The role of community health workers in malaria diagnosis, the cost-effectiveness of rapid diagnostic tests and the contribution of research consortia to malaria policy were ACT Consortium highlights from the second day of the congress.

 

On the second day of the European Congress on Tropical Medicine and International Health (ECTMIH),  ACT Consortium reseachers presented on:

Malaria rapid diagnostic tests

  • Health facility caseload changes during the introduction of community case management of malaria in South Western Uganda (Sham Lal)

Health facility caseload changes during the introduction of a CHW-intervention, in Uganda from ACT Consortium

  • Modelling the cost-effectiveness of introducing malaria rapid diagnostic tests in the private for-profit sector (David Bath)
  • Referral from community health workers: evidence from cluster randomized trials of mRDTs in two areas of high and low malaria transmission in Uganda (Sham Lal)

 

Referral from community health workers using mRDTs; evidence from two malaria transmission settings in Uganda from ACT Consortium

 

Co-ordinated malaria research for better policy and practice: the role of research consortia

Professor David Schellenberg presented IPTi and the ACT Consortium as examples of collaborative work to improve malaria control.

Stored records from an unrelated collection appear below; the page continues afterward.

//! Document filenames

use std::collections::HashSet;

/// File extension, with leading dot, for a content type
pub fn extension_for_content_type(content_type: Option<&str>) -> &'static str {
    let mime = content_type
        .and_then(|ct| ct.split(';').next())
        .map(|ct| ct.trim().to_ascii_lowercase())
        .unwrap_or_default();

    match mime.as_str() {
        "application/xml" | "text/xml" => ".xml",
        "application/pdf" => ".pdf",
        "application/json" => ".json",
        "text/plain" => ".txt",
        "image/png" => ".png",
        "image/jpeg" | "image/jpg" => ".jpg",
        _ => "",
    }
}

/// Filename for a document
///
/// An explicit override wins over the stored filename, which wins over a
/// name built from the data type and content type.
pub fn resolve_filename(
    override_name: Option<&str>,
    existing: Option<&str>,
    data_type: &str,
    content_type: Option<&str>,
) -> String {
    present(override_name)
        .or_else(|| present(existing))
        .map(str::to_string)
        .unwrap_or_else(|| format!("{data_type}{}", extension_for_content_type(content_type)))
}

fn present(name: Option<&str>) -> Option<&str> {
    name.map(str::trim).filter(|n| !n.is_empty())
}

/// Extension without the dot, empty if there is none
pub fn dotless_extension(filename: &str) -> &str {
    match filename.rsplit_once('.') {
        Some((stem, ext)) if !stem.is_empty() => ext,
        _ => "",
    }
}

fn with_counter(filename: &str, counter: usize) -> String {
    match filename.rsplit_once('.') {
        Some((stem, ext)) if !stem.is_empty() => format!("{stem}({counter}).{ext}"),
        _ => format!("{filename}({counter})"),
    }
}

/// Makes filenames unique, ignoring case
///
/// The first occurrence keeps its name; later ones get `(1)`, `(2)`, ...
/// before the extension. Names in `reserved` are treated as already taken.
pub fn deduplicate<'a>(filenames: impl IntoIterator<Item = &'a mut String>, reserved: &[&str]) {
    let mut taken: HashSet<String> = reserved.iter().map(|r| r.to_lowercase()).collect();

    for filename in filenames {
        if taken.insert(filename.to_lowercase()) {
            continue;
        }

        let mut counter = 1;
        let unique = loop {
            let candidate = with_counter(filename, counter);
            if taken.insert(candidate.to_lowercase()) {
                break candidate;
            }
            counter += 1;
        };
        *filename = unique;
    }
}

Co-ordinated malaria research for better policy and practice: the role of research sonsortia from ACT Consortium

 

Research consortia coordinate efforts to fill evidence gaps and produce reliable, policy and practice relevant outputs.

Often they lead to new research questions: for example, malaria treatment research from the ACT Consortium has raised new questions on non-malaria causes of fever.


Check out the video

What is the ACT Consortium? from ACT Consortium on Vimeo.

 

Professor Schellenberg provided advice to those wishing to start a research consortium:

  1. Include experienced principal investigators sharing a common goal and keeping sight of the goal, avoiding academic rivarly.
  2. Don't see a consortium simply as funding mechanism.
  3. Build trust-based collaborations and give credit where it's due.
  4. Invest in formative research.
  5. Build adequate time and finance for analysis and writing.
  6. Build in capacity strengthening activities.
  7. Think about communications and advocacy needs.
  8. Involve policy-makers in your processes, particularly in operational research.